Em reunião virtual da Comissão de educação da Câmara de Vereadores de Joinville realizada neste 27 de maio, os vereadores governistas mostraram que não têm compromisso algum com a educação pública municipal. Após a explanação da presidenta do Sinsej, Jane Becker, dos diversos problemas que professores, auxiliares de educador e alunos estão enfrentando nesse período de pandemia da Covid 19, os vereadores Roque Mattei e Pelé, ambos do MDB, negaram a realização de uma reunião extraordinária com a presença do Sindicato e a Secretaria Municipal de Educação. A reunião traria a possibilidade de resolver os problemas relatados, desde a falta de isonomia dos estudantes, famílias e professores no acesso às tecnologias necessárias para modalidade de ensino virtual, as condições de trabalho dos profissionais, burocracia e até mesmo as demissões de trabalhadores temporários no setor.
A reunião de hoje, que também teve a participação de representantes dos sindicatos de trabalhadores na educação nas redes privada (Sinpronorte) e estadual (Sinte/SC) deixou clara a dificuldade dos profissionais e alunos com a modalidade virtual, além do desemprego no setor resultante da crise econômica. Enquanto na rede privada, o desemprego esta batendo à porta de muitos trabalhadores, o governo estadual segue a determinação de uma lei, de autoria da deputada Luciane Carminatti (PT) aprovada na Assembleia Legislativa em abril, que proíbe a demissão dos ACTs. O município de Joinville, por sua vez, está demitindo auxiliares de educador até mesmo antes do fim do contrato, com o banco de horas negativo e sem dar, ao menos, a oportunidade do teletrabalho. Além disso, há denúncias em que diversas turmas estão sem professores.

Apesar de uma trabalhadora denunciar, no chat on line da reunião, que estava sendo demitida antes do tempo, o vereador e ex-secretário de Educação do governo Udo Döhler, Roque Mattei, negou que isso estivesse acontecendo. A reunião foi transmitida ao vivo pelo canal do Youtube da CVJ.
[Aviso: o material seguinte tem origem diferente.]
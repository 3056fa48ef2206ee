// ==============================================================================
// ai.rs — AI WAYPOINT PURSUIT + STUCK RECOVERY
// ------------------------------------------------------------------------------
// Two modes:
// - Pursuing:  steer toward the current waypoint, full throttle until inside
//              the waypoint range, then advance (wrapping). Braking zones
//              override throttle by speed tier. A stuck timer runs while the
//              car is asked to move but does not.
// - Recovering: timed manoeuvre on the simulation clock
//              Reversing -> Settling -> Realigning -> Holding -> Pursuing
//              Realigning re-targets the NEAREST waypoint, not the next one.
//
// The driver only produces a ControlCommand; VehicleController applies it.
// ==============================================================================

use nalgebra::{Point3, Vector3};
use tracing::{debug, info};

use crate::route::{WaypointRoute, signed_angle_deg, up};
use crate::vehicle::{ChassisBody, ControlCommand};

#[derive(Clone, Copy, Debug)]
pub struct AiTuning {
    pub waypoint_range: f32,    // m, advance when strictly closer than this
    pub steer_speed: f32,       // degrees of heading error mapped to full lock

    // --- braking zone speed tiers (m/s) ---
    pub brake_high_speed: f32,  // above: full reverse
    pub brake_mid_speed: f32,   // above: half reverse
    pub crawl_speed: f32,       // below: forced forward

    // --- stuck detection ---
    pub min_velocity: f32,      // m/s
    pub stuck_time: f32,        // s of low speed under throttle before recovering

    // --- recovery stage durations (s) ---
    pub reverse_time: f32,
    pub settle_time: f32,
    pub realign_time: f32,
    pub hold_time: f32,
}

pub const CAUTIOUS: AiTuning = AiTuning {
    waypoint_range: 8.0,
    steer_speed: 30.0,
    brake_high_speed: 22.0,
    brake_mid_speed: 14.0,
    crawl_speed: 1.0,
    min_velocity: 1.0,
    stuck_time: 3.0,
    reverse_time: 1.5,
    settle_time: 0.5,
    realign_time: 1.0,
    hold_time: 0.5,
};

pub const AGGRESSIVE: AiTuning = AiTuning {
    waypoint_range: 10.0,
    steer_speed: 25.0,
    brake_high_speed: 28.0,
    brake_mid_speed: 18.0,
    crawl_speed: 1.5,
    min_velocity: 1.5,
    stuck_time: 2.0,
    reverse_time: 1.0,
    settle_time: 0.3,
    realign_time: 0.8,
    hold_time: 0.3,
};

#[derive(Clone, Copy, Debug, PartialEq, Eq)]
pub enum RecoveryStage {
    Reversing,
    Settling,
    Realigning,
    Holding,
}

#[derive(Clone, Copy, Debug, PartialEq)]
pub enum AiMode {
    Pursuing,
    Recovering { stage: RecoveryStage, until: f32 },
}

/// What the driver reads from the chassis each tick
#[derive(Clone, Copy, Debug)]
pub struct Observation {
    pub position: Point3<f32>,
    pub forward: Vector3<f32>,
    pub velocity: Vector3<f32>,
}

impl Observation {
    pub fn of(body: &dyn ChassisBody) -> Self {
        Self {
            position: body.position(),
            forward: body.forward(),
            velocity: body.linear_velocity(),
        }
    }

    pub fn speed(&self) -> f32 {
        self.velocity.norm()
    }
}

#[derive(Debug, Clone)]
pub struct AiDriver {
    tuning: AiTuning,
    waypoint: usize,
    braking_zone: bool,
    stuck_timer: f32,
    mode: AiMode,
    recoveries: u32,
}

impl AiDriver {
    pub fn new(tuning: AiTuning) -> Self {
        Self {
            tuning,
            waypoint: 0,
            braking_zone: false,
            stuck_timer: 0.0,
            mode: AiMode::Pursuing,
            recoveries: 0,
        }
    }

    #[cfg(test)]
    pub fn current_waypoint(&self) -> usize {
        self.waypoint
    }

    #[cfg(test)]
    pub fn mode(&self) -> AiMode {
        self.mode
    }

    pub fn is_recovering(&self) -> bool {
        matches!(self.mode, AiMode::Recovering { .. })
    }

    /// Number of recoveries started since spawn
    #[cfg(test)]
    pub fn recoveries(&self) -> u32 {
        self.recoveries
    }

    #[cfg(test)]
    pub fn stuck_timer(&self) -> f32 {
        self.stuck_timer
    }

    #[cfg(test)]
    pub fn in_braking_zone(&self) -> bool {
        self.braking_zone
    }

    /// Toggled by braking-zone enter/exit events
    pub fn set_braking_zone(&mut self, inside: bool) {
        self.braking_zone = inside;
    }

    /// Produce this tick's command. `None` when the route is empty.
    pub fn tick(
        &mut self,
        route: &WaypointRoute,
        obs: &Observation,
        now: f32,
        dt: f32,
    ) -> Option<ControlCommand> {
        if route.is_empty() {
            return None;
        }
        if self.waypoint >= route.len() {
            self.waypoint = 0;
        }

        match self.mode {
            AiMode::Pursuing => Some(self.pursue(route, obs, now, dt)),
            AiMode::Recovering { stage, until } => Some(self.recover(route, obs, now, stage, until)),
        }
    }

    fn steer_toward(&self, target: &Point3<f32>, obs: &Observation) -> f32 {
        let to_target = target - obs.position;
        let angle = signed_angle_deg(&obs.forward, &to_target, &up());
        (angle / self.tuning.steer_speed).clamp(-1.0, 1.0)
    }

    /// Throttle inside a braking zone, by speed tier
    pub fn braking_zone_throttle(&self, speed: f32) -> f32 {
        let t = &self.tuning;
        if speed > t.brake_high_speed {
            -1.0
        } else if speed > t.brake_mid_speed {
            -0.5
        } else if speed < t.crawl_speed {
            1.0
        } else {
            0.0
        }
    }

    fn pursue(&mut self, route: &WaypointRoute, obs: &Observation, now: f32, dt: f32) -> ControlCommand {
        let Some(target) = route.get(self.waypoint).copied() else {
            return ControlCommand::default();
        };

        let distance = nalgebra::distance(&target, &obs.position);
        let steer = self.steer_toward(&target, obs);
        let mut throttle = if distance > self.tuning.waypoint_range { 1.0 } else { 0.0 };

        if self.braking_zone {
            throttle = self.braking_zone_throttle(obs.speed());
        }

        if distance < self.tuning.waypoint_range {
            self.waypoint = route.next_index(self.waypoint);
            debug!(waypoint = self.waypoint, "waypoint reached, advancing");
        }

        // --- stuck detection ---
        if throttle > 0.0 && obs.speed() < self.tuning.min_velocity {
            self.stuck_timer += dt;
        } else {
            self.stuck_timer = 0.0;
        }

        if self.stuck_timer >= self.tuning.stuck_time {
            self.recoveries += 1;
            self.mode = AiMode::Recovering {
                stage: RecoveryStage::Reversing,
                until: now + self.tuning.reverse_time,
            };
            info!(
                waypoint = self.waypoint,
                stuck_for = self.stuck_timer,
                attempt = self.recoveries,
                "AI stuck, starting recovery"
            );
            return self.stage_command(route, obs, RecoveryStage::Reversing);
        }

        ControlCommand::new(throttle, steer, false)
    }

    fn recover(
        &mut self,
        route: &WaypointRoute,
        obs: &Observation,
        now: f32,
        stage: RecoveryStage,
        until: f32,
    ) -> ControlCommand {
        if now < until {
            return self.stage_command(route, obs, stage);
        }

        // deadline passed: resume with the next stage
        let t = self.tuning;
        let next = match stage {
            RecoveryStage::Reversing => Some((RecoveryStage::Settling, t.settle_time)),
            RecoveryStage::Settling => {
                if let Some(nearest) = route.nearest_index(&obs.position) {
                    self.waypoint = nearest;
                }
                Some((RecoveryStage::Realigning, t.realign_time))
            }
            RecoveryStage::Realigning => Some((RecoveryStage::Holding, t.hold_time)),
            RecoveryStage::Holding => None,
        };

        match next {
            Some((stage, duration)) => {
                self.mode = AiMode::Recovering { stage, until: now + duration };
                debug!(?stage, "recovery stage");
                self.stage_command(route, obs, stage)
            }
            None => {
                self.mode = AiMode::Pursuing;
                self.stuck_timer = 0.0;
                info!(waypoint = self.waypoint, "recovery finished, resuming pursuit");
                ControlCommand::default()
            }
        }
    }

    fn stage_command(&self, route: &WaypointRoute, obs: &Observation, stage: RecoveryStage) -> ControlCommand {
        let steer = route
            .get(self.waypoint)
            .map(|target| self.steer_toward(target, obs))
            .unwrap_or(0.0);

        match stage {
            RecoveryStage::Reversing => ControlCommand::new(-1.0, -steer, false),
            RecoveryStage::Settling | RecoveryStage::Holding => ControlCommand::default(),
            RecoveryStage::Realigning => ControlCommand::new(1.0, steer, false),
        }
    }
}
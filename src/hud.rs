//! HUD events emitted by the race session.
//!
//! The session never renders anything; it pushes `HudEvent`s into a sink. The
//! server drains `BufferedHud` once per tick and broadcasts the events as JSON.

use serde::Serialize;
use tracing::debug;
use uuid::Uuid;

use crate::lap::LapTint;
use crate::results::{LapRow, LeaderboardEntry};

#[derive(Debug, Clone, PartialEq, Serialize)]
#[serde(tag = "event", rename_all = "snake_case")]
pub enum HudEvent {
    /// Race-wide countdown text ("5".."1", "GO!")
    Countdown { text: String, visible: bool },
    /// Lap counter and timer block of one racer
    LapHud { racer: Uuid, visible: bool },
    LapCounter { racer: Uuid, current: u32, total: u32, text: String },
    CurrentLapTime { racer: Uuid, text: String },
    CompletedLap { racer: Uuid, text: String, tint: LapTint, visible: bool },
    RaceFinished { racer: Uuid, total_time: String, visible: bool },
    Leaderboard {
        racer: Uuid,
        entries: Vec<LeaderboardEntry>,
        laps: Vec<LapRow>,
    },
}

impl HudEvent {
    pub fn lap_counter(racer: Uuid, current: u32, total: u32) -> Self {
        HudEvent::LapCounter {
            racer,
            current,
            total,
            text: format!("Laps: {current}/{total}"),
        }
    }
}

pub trait HudSink {
    fn emit(&mut self, event: HudEvent);
}

/// Collects events until the tick loop drains them.
#[derive(Debug, Default)]
pub struct BufferedHud {
    events: Vec<HudEvent>,
}

impl BufferedHud {
    #[cfg(test)]
    pub fn events(&self) -> &[HudEvent] {
        &self.events
    }

    pub fn drain(&mut self) -> Vec<HudEvent> {
        std::mem::take(&mut self.events)
    }
}

impl HudSink for BufferedHud {
    fn emit(&mut self, event: HudEvent) {
        // per-frame timer text would flood the log
        if !matches!(event, HudEvent::CurrentLapTime { .. }) {
            debug!(?event, "hud");
        }
        self.events.push(event);
    }
}
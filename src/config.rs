//! Configuration module - environment variable parsing

use std::env;
use std::net::SocketAddr;
use std::str::FromStr;

/// Server configuration loaded from environment variables
#[derive(Clone, Debug)]
pub struct Config {
    /// WebSocket binding address
    pub server_addr: SocketAddr,
    /// Log level (trace, debug, info, warn, error)
    pub log_level: String,
    /// Laps per race
    pub total_laps: u32,
    /// Human player slots opened on the grid
    pub players: usize,
    /// AI opponents spawned on the grid
    pub ai_racers: usize,
    /// Fixed physics rate
    pub tick_hz: u32,
    /// Optional JSON track description; built-in oval when absent
    pub track_file: Option<String>,
    /// Skin pool drawn by AI racers
    pub skins: Vec<String>,
    /// Seed for roster draws (random when absent)
    pub rng_seed: Option<u64>,
}

const DEFAULT_SKINS: [&str; 6] = ["crimson", "cobalt", "lime", "amber", "violet", "graphite"];

impl Config {
    /// Load configuration from environment variables
    pub fn from_env() -> Result<Self, ConfigError> {
        let server_addr = env::var("SERVER_ADDR").unwrap_or_else(|_| "0.0.0.0:9001".to_string());

        let config = Self {
            server_addr: server_addr
                .parse()
                .map_err(|_| ConfigError::InvalidAddress(server_addr.clone()))?,
            log_level: env::var("LOG_LEVEL").unwrap_or_else(|_| "info".to_string()),
            total_laps: parse_var("TOTAL_LAPS", 3)?,
            players: parse_var("PLAYERS", 1)?,
            ai_racers: parse_var("AI_RACERS", 2)?,
            tick_hz: parse_var("TICK_HZ", 60)?,
            track_file: env::var("TRACK_FILE").ok().filter(|p| !p.is_empty()),
            skins: env::var("SKINS")
                .map(|raw| parse_list(&raw))
                .unwrap_or_else(|_| DEFAULT_SKINS.iter().map(|s| s.to_string()).collect()),
            rng_seed: match env::var("RNG_SEED") {
                Ok(raw) => Some(
                    raw.parse()
                        .map_err(|_| ConfigError::Invalid { var: "RNG_SEED", value: raw })?,
                ),
                Err(_) => None,
            },
        };

        config.validate()?;
        Ok(config)
    }

    fn validate(&self) -> Result<(), ConfigError> {
        if self.total_laps == 0 {
            return Err(ConfigError::OutOfRange("TOTAL_LAPS must be at least 1"));
        }
        if self.tick_hz == 0 {
            return Err(ConfigError::OutOfRange("TICK_HZ must be at least 1"));
        }
        if self.players + self.ai_racers == 0 {
            return Err(ConfigError::OutOfRange("race needs at least one racer"));
        }
        if self.skins.is_empty() {
            return Err(ConfigError::OutOfRange("SKINS must list at least one skin"));
        }
        Ok(())
    }

    /// Seconds per physics tick
    pub fn tick_delta(&self) -> f32 {
        1.0 / self.tick_hz as f32
    }
}

fn parse_var<T: FromStr>(var: &'static str, default: T) -> Result<T, ConfigError> {
    match env::var(var) {
        Ok(raw) => raw
            .trim()
            .parse()
            .map_err(|_| ConfigError::Invalid { var, value: raw }),
        Err(_) => Ok(default),
    }
}

fn parse_list(raw: &str) -> Vec<String> {
    raw.split(',')
        .map(str::trim)
        .filter(|s| !s.is_empty())
        .map(str::to_string)
        .collect()
}

/// Configuration errors
#[derive(Debug, thiserror::Error)]
pub enum ConfigError {
    #[error("Invalid server address format: {0}")]
    InvalidAddress(String),

    #[error("Invalid value for {var}: {value}")]
    Invalid { var: &'static str, value: String },

    #[error("{0}")]
    OutOfRange(&'static str),
}
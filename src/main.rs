//! Race Server - authoritative arcade racing simulation
//!
//! Runs one race session at a fixed tick rate:
//! - vehicle control and rapier physics for every racer
//! - AI waypoint pursuit with stuck recovery
//! - countdown, lap timing, results and leaderboard
//! - WebSocket clients drive player cars and receive snapshots and HUD events

mod ai;
mod config;
mod error;
mod hud;
mod lap;
mod net;
mod physics;
mod results;
mod roster;
mod route;
mod session;
mod spawn;
mod state;
mod timing;
mod track;
mod vehicle;

use std::sync::Arc;

use tokio::sync::Mutex;
use tokio::time::{Duration, MissedTickBehavior, interval};
use tracing::{error, info};
use tracing_subscriber::{layer::SubscriberExt, util::SubscriberInitExt};

use crate::ai::{AGGRESSIVE, CAUTIOUS};
use crate::config::Config;
use crate::hud::BufferedHud;
use crate::physics::PhysicsWorld;
use crate::roster::Roster;
use crate::session::RaceSession;
use crate::state::{SNAPSHOT_EVERY, SharedGameState};
use crate::track::Track;
use crate::vehicle::{AI_CAR, AI_HATCHBACK};

#[tokio::main]
async fn main() -> anyhow::Result<()> {
    // Load environment variables
    dotenvy::dotenv().ok();

    let config = Config::from_env()?;
    init_tracing(&config.log_level);

    info!("Starting Race Server");

    let track = match &config.track_file {
        Some(path) => Track::from_file(path)?,
        None => Track::default_oval(),
    };
    info!(track = %track.name, checkpoints = track.checkpoint_count(), "track loaded");

    // -------------------------------
    // Session + grid
    // -------------------------------
    let mut physics = PhysicsWorld::default();
    let roster = Roster::new(config.skins.clone(), config.rng_seed);
    let mut session = RaceSession::new(track, roster, config.total_laps);

    let mut player_slots = Vec::with_capacity(config.players);
    for _ in 0..config.players {
        player_slots.push(session.spawn_player(&mut physics)?);
    }
    for i in 0..config.ai_racers {
        let (driving, car) = if i % 2 == 0 { (CAUTIOUS, AI_CAR) } else { (AGGRESSIVE, AI_HATCHBACK) };
        session.spawn_ai(&mut physics, driving, car)?;
    }

    let state = Arc::new(Mutex::new(SharedGameState::new(
        player_slots,
        session.track().name.clone(),
    )));

    // -------------------------------
    // WebSocket server
    // -------------------------------
    let net_state = Arc::clone(&state);
    let addr = config.server_addr;
    tokio::spawn(async move {
        if let Err(err) = net::start_websocket_server(addr, net_state).await {
            error!(%err, "websocket server stopped");
        }
    });

    // -------------------------------
    // Fixed-rate tick loop
    // -------------------------------
    let dt = config.tick_delta();
    let mut ticker = interval(Duration::from_secs_f32(dt));
    ticker.set_missed_tick_behavior(MissedTickBehavior::Delay);

    let mut hud = BufferedHud::default();
    session.start(&mut hud);
    let mut announced = false;

    loop {
        tokio::select! {
            _ = ticker.tick() => {
                let mut game = state.lock().await;

                for (racer, command) in game.player_inputs() {
                    session.set_player_input(racer, command);
                }

                session.tick(&mut physics, dt, &mut hud);

                game.tick = session.clock().tick();
                game.broadcast_hud(&hud.drain());
                if game.tick % SNAPSHOT_EVERY == 0 {
                    game.broadcast_snapshot(&session.snapshot(&physics));
                }

                if session.is_complete() && !announced {
                    announced = true;
                    info!(
                        results = session.results().len(),
                        laps = session.total_laps(),
                        elapsed = session.clock().now(),
                        "race complete"
                    );
                }
            }
            _ = tokio::signal::ctrl_c() => {
                info!("Received Ctrl+C, shutting down");
                break;
            }
        }
    }

    info!("Server shutdown complete");
    Ok(())
}

/// Initialize tracing/logging
fn init_tracing(log_level: &str) {
    let env_filter = tracing_subscriber::EnvFilter::try_from_default_env()
        .unwrap_or_else(|_| tracing_subscriber::EnvFilter::new(log_level));

    tracing_subscriber::registry()
        .with(env_filter)
        .with(tracing_subscriber::fmt::layer().with_target(true))
        .init();
}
Para Jane, o posicionamento majoritário da Comissão não representa os anseios da categoria dos servidores públicos de Joinville. É um verdadeiro desrespeito e um pesar com os servidores. “Essa cobrança será feita nas urnas, nas escolas e nas ruas”, alertou.
Desde março, o Sinsej está buscando o diálogo com a Secretaria e seguirá fazendo as ações necessárias para que o governo dê a devida atenção ao setor, assim como a todo o serviço público. Infelizmente, sem sucesso. Se a situação já não era fácil, agora está pior, pois além de ter que lidar com as preocupações, ansiedade e cuidados com o vírus que já acabou com a vida de quase 25 mil pessoas no país, sendo 18 na cidade (números oficiais), a categoria agora vai ter que lidar com ameaças de congelamento salarial e novamente lutar contra o calote do prefeito nas contas do Ipreville.
Precisamos estar alertas e organizados para vencer mais essa batalha por direitos, valorização e respeito.